Ky-Mani is the 10th of Bob Marley's 11 children, according to the official Marley Web site. Not all of them have the same mothers.

"It didn't matter who my father was. I grew up in the trap, the ghetto. I'm just like the millions who are out there right now. I wanted to live. Survive. Just like you would if you were there. Survival is the instinct of life itself, and like I said before, if it meant selling all the ...drugs in America, that's exactly what I would have done to make it out. That was my clear perspective about it. End of story.''

Additionally, Ky-Mani writes that after he turned 18, he was forced to decide between taking a lump sum payment from the Marley estate and risk not being "part of the estate,'' or reinvest the payment. He took the lump sum to the consternation of some family members, prompting some to stop speaking to him for a time, he writes.
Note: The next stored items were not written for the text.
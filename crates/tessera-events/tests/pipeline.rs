//! Integration tests for the layering → diff → event pipeline.
//!
//! Sources of different kinds are layered by ordinal, mutated through the
//! manager, and the published change events are checked end to end.

use std::sync::Arc;

use parking_lot::Mutex;
use serde::Deserialize;
use tempfile::TempDir;
use tessera_core::functions;
use tessera_core::source::ordinals;
use tessera_core::sources::{EnvPropertySource, MapPropertySource};
use tessera_core::{CollectingPolicy, RegexPropertyFilter};
use tessera_events::{
    ChangeObserver, ConfigEvent, ConfigEventKind, ConfigEventListener, ConfigEventManager,
    ConfigurationManager, FrozenConfiguration, ObserverConfig,
};
use tokio_test::block_on;

// =============================================================================
// Helpers
// =============================================================================

/// Listener appending into a log shared with the test
struct Collector {
    events: Arc<Mutex<Vec<ConfigEvent>>>,
}

impl Collector {
    fn register(events: &ConfigEventManager) -> (Arc<dyn ConfigEventListener>, Arc<Mutex<Vec<ConfigEvent>>>) {
        let log = Arc::new(Mutex::new(Vec::new()));
        let listener: Arc<dyn ConfigEventListener> = Arc::new(Collector { events: log.clone() });
        events.add_listener(&listener);
        (listener, log)
    }
}

impl ConfigEventListener for Collector {
    fn on_event(&self, event: &ConfigEvent) {
        self.events.lock().push(event.clone());
    }
}

fn defaults() -> MapPropertySource {
    MapPropertySource::builder("defaults")
        .property("server.host", "localhost")
        .property("server.port", "8080")
        .property("db.password", "changeme")
        .build()
}

fn env() -> EnvPropertySource {
    EnvPropertySource::from_vars([("APP__SERVER__PORT", "8181")], Some("APP".to_string()))
}

#[derive(Debug, Deserialize, PartialEq)]
struct ServerSettings {
    host: String,
    port: u16,
}

// =============================================================================
// Tests
// =============================================================================

#[test]
fn layered_sources_resolve_by_ordinal() {
    let temp_dir = TempDir::new().unwrap();
    let config_path = temp_dir.path().join("app.toml");
    std::fs::write(&config_path, "[server]\nhost = \"0.0.0.0\"\nport = 9090\n").unwrap();

    let manager = ConfigurationManager::builder()
        .with_source(defaults())
        .with_file(&config_path)
        .with_source(env())
        .build()
        .unwrap();

    let config = manager.config();
    let server: ServerSettings = config.bind("server").unwrap();
    assert_eq!(
        server,
        ServerSettings {
            host: "0.0.0.0".to_string(),
            port: 8181,
        }
    );
    assert_eq!(
        config.get_value("server.port").unwrap().source(),
        "environment:APP"
    );
}

#[test]
fn file_change_flows_to_listeners() {
    let temp_dir = TempDir::new().unwrap();
    let config_path = temp_dir.path().join("app.toml");
    std::fs::write(&config_path, "[server]\nport = 9090\n").unwrap();

    let events = ConfigEventManager::new();
    let (_listener, log) = Collector::register(&events);

    let manager = ConfigurationManager::builder()
        .with_source(defaults())
        .with_file(&config_path)
        .with_event_manager(events)
        .build()
        .unwrap();

    std::fs::write(&config_path, "[server]\nport = 9191\n[cache]\nttl = 60\n").unwrap();
    let change = manager.reload();
    assert_eq!(change.updated_size(), 1);
    assert_eq!(change.added_size(), 1);

    // Nothing changed on disk since the last reload
    assert!(manager.reload().is_empty());

    let events = log.lock();
    assert_eq!(events.len(), 1);
    match &events[0] {
        ConfigEvent::Configuration(published) => {
            assert_eq!(published.version(), change.version());
            assert_eq!(published.configuration().get("server.port"), Some("9090"));
        }
        ConfigEvent::Source(_) => panic!("expected a configuration change"),
    }
}

#[test]
fn runtime_overrides_are_transactional() {
    let manager = ConfigurationManager::builder()
        .with_source(defaults())
        .with_source(env())
        .with_mutable_source("runtime")
        .build()
        .unwrap();
    let before = manager.snapshot();

    let tx = manager.start_transaction().unwrap();
    manager.put(tx, "server.port", "7070").unwrap();
    manager.put(tx, "feature.beta", "on").unwrap();
    assert_eq!(manager.config().get("server.port").as_deref(), Some("8181"));

    let change = manager.commit(tx).unwrap();
    assert!(change.is_updated("server.port"));
    assert!(change.is_added("feature.beta"));
    assert_eq!(manager.config().get_as::<bool>("feature.beta").unwrap(), Some(true));
    assert_eq!(change.configuration(), &before);

    assert!(manager.commit(tx).is_err());
}

#[test]
fn filters_and_policies_shape_published_values() {
    let manager = ConfigurationManager::builder()
        .with_source(defaults())
        .with_source(
            MapPropertySource::builder("extra")
                .ordinal(ordinals::FILE)
                .property("server.host", "example.org")
                .build(),
        )
        .with_filter(RegexPropertyFilter::new().exclude(r"password$").unwrap())
        .with_policy(CollectingPolicy::default())
        .build()
        .unwrap();

    let snapshot = manager.snapshot();
    assert!(snapshot.get("db.password").is_none());
    assert_eq!(snapshot.get("server.host"), Some("localhost,example.org"));

    let server_keys = manager
        .config()
        .with(functions::section("server", true))
        .properties();
    assert_eq!(server_keys.len(), 2);
    assert!(server_keys.contains_key("port"));
}

#[test]
fn dropped_listener_stops_receiving() {
    let manager = ConfigurationManager::builder()
        .with_mutable_source("runtime")
        .build()
        .unwrap();

    let (listener, log) = Collector::register(manager.events());
    manager.set("a", "1").unwrap();
    assert_eq!(log.lock().len(), 2);

    drop(listener);
    manager.set("a", "2").unwrap();
    assert_eq!(log.lock().len(), 2);
    assert_eq!(manager.events().listener_count(), 0);
}

#[test]
fn observer_sees_manager_updates() {
    block_on(async {
        let manager = ConfigurationManager::builder()
            .with_mutable_source("runtime")
            .build()
            .unwrap();

        let observed = manager.clone();
        let observer = ChangeObserver::new(
            move || observed.config(),
            ConfigEventManager::new(),
            ObserverConfig::default(),
        );

        manager.set("a", "1").unwrap();
        let change = observer.check_now().unwrap();
        assert!(change.is_added("a"));
        assert_eq!(change.configuration(), &FrozenConfiguration::empty());

        let published = manager
            .events()
            .fire_async(change)
            .unwrap()
            .await
            .unwrap();
        assert_eq!(published, 0);
    });
}

#[tokio::test]
async fn subscribers_receive_events_in_order() {
    let manager = ConfigurationManager::builder()
        .with_mutable_source("runtime")
        .build()
        .unwrap();
    let mut rx = manager.subscribe();

    manager.set("a", "1").unwrap();
    manager.set("a", "2").unwrap();

    let kinds: Vec<ConfigEventKind> = (0..4)
        .map(|_| rx.try_recv().unwrap().kind())
        .collect();
    assert_eq!(
        kinds,
        vec![
            ConfigEventKind::Source,
            ConfigEventKind::Configuration,
            ConfigEventKind::Source,
            ConfigEventKind::Configuration,
        ]
    );
}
The Marley estate is expected to generate worldwide annual sales in excess of $1 billion by 2012, according to Fortune Magazine.

But through the pain, there was love, he writes, the kind his father inculcates through his music even today. Marley's music remains popular.

"I love my Marley family,'' Ky-Mani writes. "Period. I love them. I love both of my families, every last member. Love them. I'm the type of man who reserves his deepest love and loyalty for family.''

Gray adds that Ky-Mani's positive energy and survival instinct are what inspired him to publish "Dear Dad.''

"The reason I decided to published it is that I hope it will provide people with a pivotal moment to change their lives,'' Gray said. "He may have been born with the last name, but that did not guarantee privilege. His story should inspire others. If he can survive the streets, and the harsh realities that he talks about throughout the book, it is possible to survive what you go through. You also get the truth about some very controversial things.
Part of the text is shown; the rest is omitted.